• **What to do**
Reproduce each entry below exactly as it appears.

Stored data:
___
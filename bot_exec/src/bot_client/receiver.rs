//! # Receiver and decode worker
//!
//! The receiver task reads the control stream and reassembles frames, handing them to a single
//! decode worker over a bounded channel. The worker decodes each frame in arrival order, applies
//! it to the telemetry store and integrates odometry when a wheel sample arrives.

// ------------------------------------------------------------------------------------------------
// IMPORTS
// ------------------------------------------------------------------------------------------------

use comms_if::{net::FrameReader, tm::TmFrame};
use log::{debug, trace, warn};
use std::{
    io::{ErrorKind, Read},
    net::TcpStream,
    sync::mpsc::{Receiver, RecvTimeoutError, SyncSender},
    time::Duration,
};

use crate::{data_store::TelemetryStore, loc::OdometryIntegrator, task::TaskMonitor};

// ------------------------------------------------------------------------------------------------
// CONSTANTS
// ------------------------------------------------------------------------------------------------

const READ_BUF_LEN: usize = 4096;

/// How long the worker waits for a frame before checking the monitor again.
const WORKER_POLL: Duration = Duration::from_millis(100);

// ------------------------------------------------------------------------------------------------
// STRUCTS
// ------------------------------------------------------------------------------------------------

/// Counters kept by the decode worker.
#[derive(Debug, Default, Clone, Copy, PartialEq, Eq)]
pub struct DecodeStats {
    pub num_applied: u64,
    pub num_unknown: u64,
    pub num_invalid: u64,
}

// ------------------------------------------------------------------------------------------------
// FUNCTIONS
// ------------------------------------------------------------------------------------------------

/// Receiver task body.
///
/// Runs until the monitor stops, the worker goes away, or the stream fails. A read timeout counts
/// as a failure. `on_link_lost` is called if the stream failed while the monitor was alive.
pub fn run_receiver<F>(
    mut stream: TcpStream,
    frames_tx: SyncSender<String>,
    monitor: &TaskMonitor,
    on_link_lost: F,
) where
    F: FnOnce(),
{
    let mut reader = FrameReader::new();
    let mut buf = [0u8; READ_BUF_LEN];

    let lost = loop {
        if !monitor.is_alive() {
            break false;
        }

        match stream.read(&mut buf) {
            Ok(0) => {
                break monitor.is_alive();
            }
            Ok(n) => {
                for frame in reader.push(&buf[..n]) {
                    if frames_tx.send(frame).is_err() {
                        debug!("Decode worker has stopped, receiver exiting");
                        return;
                    }
                }
            }
            Err(e) if e.kind() == ErrorKind::Interrupted => continue,
            Err(e) => {
                if monitor.is_alive() {
                    match e.kind() {
                        ErrorKind::WouldBlock | ErrorKind::TimedOut => {
                            warn!("No data received from the robot within the read timeout")
                        }
                        _ => warn!("Control stream read failed: {}", e),
                    }
                }
                break monitor.is_alive();
            }
        }
    };

    if reader.num_overflows() > 0 || reader.num_invalid() > 0 {
        debug!(
            "Receiver dropped {} oversized and {} invalid frames",
            reader.num_overflows(),
            reader.num_invalid()
        );
    }

    if lost {
        warn!("Link to the robot lost");
        on_link_lost();
    }
}

/// Decode worker body. Runs until the monitor stops or the receiver goes away.
pub fn run_decoder(
    frames_rx: Receiver<String>,
    store: &TelemetryStore,
    integrator: &OdometryIntegrator,
    monitor: &TaskMonitor,
) -> DecodeStats {
    let mut stats = DecodeStats::default();

    while monitor.is_alive() {
        let frame = match frames_rx.recv_timeout(WORKER_POLL) {
            Ok(f) => f,
            Err(RecvTimeoutError::Timeout) => continue,
            Err(RecvTimeoutError::Disconnected) => break,
        };

        process_frame(&frame, store, integrator, &mut stats);
    }

    debug!("Decode worker stopped: {:?}", stats);
    stats
}

/// Decode one frame and apply it to the store. Malformed frames are discarded.
pub fn process_frame(
    frame: &str,
    store: &TelemetryStore,
    integrator: &OdometryIntegrator,
    stats: &mut DecodeStats,
) {
    match TmFrame::decode(frame) {
        Ok(Some(tm)) => {
            if store.apply(tm) {
                integrator.integrate_latest(store);
            }
            stats.num_applied += 1;
        }
        Ok(None) => {
            trace!("Ignoring unknown frame {:?}", frame);
            stats.num_unknown += 1;
        }
        Err(e) => {
            debug!("Discarding frame: {}", e);
            stats.num_invalid += 1;
        }
    }
}

// ------------------------------------------------------------------------------------------------
// TESTS
// ------------------------------------------------------------------------------------------------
___
• **Written response**
filename bot_exec/src/bot_client/receiver.rs
//! # Receiver and decode worker
//!
//! The receiver task reads the control stream and reassembles frames, handing them to a single
//! decode worker over a bounded channel. The worker decodes each frame in arrival order, applies
//! it to the telemetry store and integrates odometry when a wheel sample arrives.

// ------------------------------------------------------------------------------------------------
// IMPORTS
// ------------------------------------------------------------------------------------------------

use comms_if::{net::FrameReader, tm::TmFrame};
use log::{debug, trace, warn};
use std::{
    io::{ErrorKind, Read},
    net::TcpStream,
    sync::mpsc::{Receiver, RecvTimeoutError, SyncSender},
    time::Duration,
};

use crate::{data_store::TelemetryStore, loc::OdometryIntegrator, task::TaskMonitor};

// ------------------------------------------------------------------------------------------------
// CONSTANTS
// ------------------------------------------------------------------------------------------------

const READ_BUF_LEN: usize = 4096;

/// How long the worker waits for a frame before checking the monitor again.
const WORKER_POLL: Duration = Duration::from_millis(100);

// ------------------------------------------------------------------------------------------------
// STRUCTS
// ------------------------------------------------------------------------------------------------

/// Counters kept by the decode worker.
#[derive(Debug, Default, Clone, Copy, PartialEq, Eq)]
pub struct DecodeStats {
    pub num_applied: u64,
    pub num_unknown: u64,
    pub num_invalid: u64,
}

// ------------------------------------------------------------------------------------------------
// FUNCTIONS
// ------------------------------------------------------------------------------------------------

/// Receiver task body.
///
/// Runs until the monitor stops, the worker goes away, or the stream fails. A read timeout counts
/// as a failure. `on_link_lost` is called if the stream failed while the monitor was alive.
pub fn run_receiver<F>(
    mut stream: TcpStream,
    frames_tx: SyncSender<String>,
    monitor: &TaskMonitor,
    on_link_lost: F,
) where
    F: FnOnce(),
{
    let mut reader = FrameReader::new();
    let mut buf = [0u8; READ_BUF_LEN];

    let lost = loop {
        if !monitor.is_alive() {
            break false;
        }

        match stream.read(&mut buf) {
            Ok(0) => {
                break monitor.is_alive();
            }
            Ok(n) => {
                for frame in reader.push(&buf[..n]) {
                    if frames_tx.send(frame).is_err() {
                        debug!("Decode worker has stopped, receiver exiting");
                        return;
                    }
                }
            }
            Err(e) if e.kind() == ErrorKind::Interrupted => continue,
            Err(e) => {
                if monitor.is_alive() {
                    match e.kind() {
                        ErrorKind::WouldBlock | ErrorKind::TimedOut => {
                            warn!("No data received from the robot within the read timeout")
                        }
                        _ => warn!("Control stream read failed: {}", e),
                    }
                }
                break monitor.is_alive();
            }
        }
    };

    if reader.num_overflows() > 0 || reader.num_invalid() > 0 {
        debug!(
            "Receiver dropped {} oversized and {} invalid frames",
            reader.num_overflows(),
            reader.num_invalid()
        );
    }

    if lost {
        warn!("Link to the robot lost");
        on_link_lost();
    }
}

/// Decode worker body. Runs until the monitor stops or the receiver goes away.
pub fn run_decoder(
    frames_rx: Receiver<String>,
    store: &TelemetryStore,
    integrator: &OdometryIntegrator,
    monitor: &TaskMonitor,
) -> DecodeStats {
    let mut stats = DecodeStats::default();

    while monitor.is_alive() {
        let frame = match frames_rx.recv_timeout(WORKER_POLL) {
            Ok(f) => f,
            Err(RecvTimeoutError::Timeout) => continue,
            Err(RecvTimeoutError::Disconnected) => break,
        };

        process_frame(&frame, store, integrator, &mut stats);
    }

    debug!("Decode worker stopped: {:?}", stats);
    stats
}

/// Decode one frame and apply it to the store. Malformed frames are discarded.
pub fn process_frame(
    frame: &str,
    store: &TelemetryStore,
    integrator: &OdometryIntegrator,
    stats: &mut DecodeStats,
) {
    match TmFrame::decode(frame) {
        Ok(Some(tm)) => {
            if store.apply(tm) {
                integrator.integrate_latest(store);
            }
            stats.num_applied += 1;
        }
        Ok(None) => {
            trace!("Ignoring unknown frame {:?}", frame);
            stats.num_unknown += 1;
        }
        Err(e) => {
            debug!("Discarding frame: {}", e);
            stats.num_invalid += 1;
        }
    }
}

// ------------------------------------------------------------------------------------------------
// TESTS
// ------------------------------------------------------------------------------------------------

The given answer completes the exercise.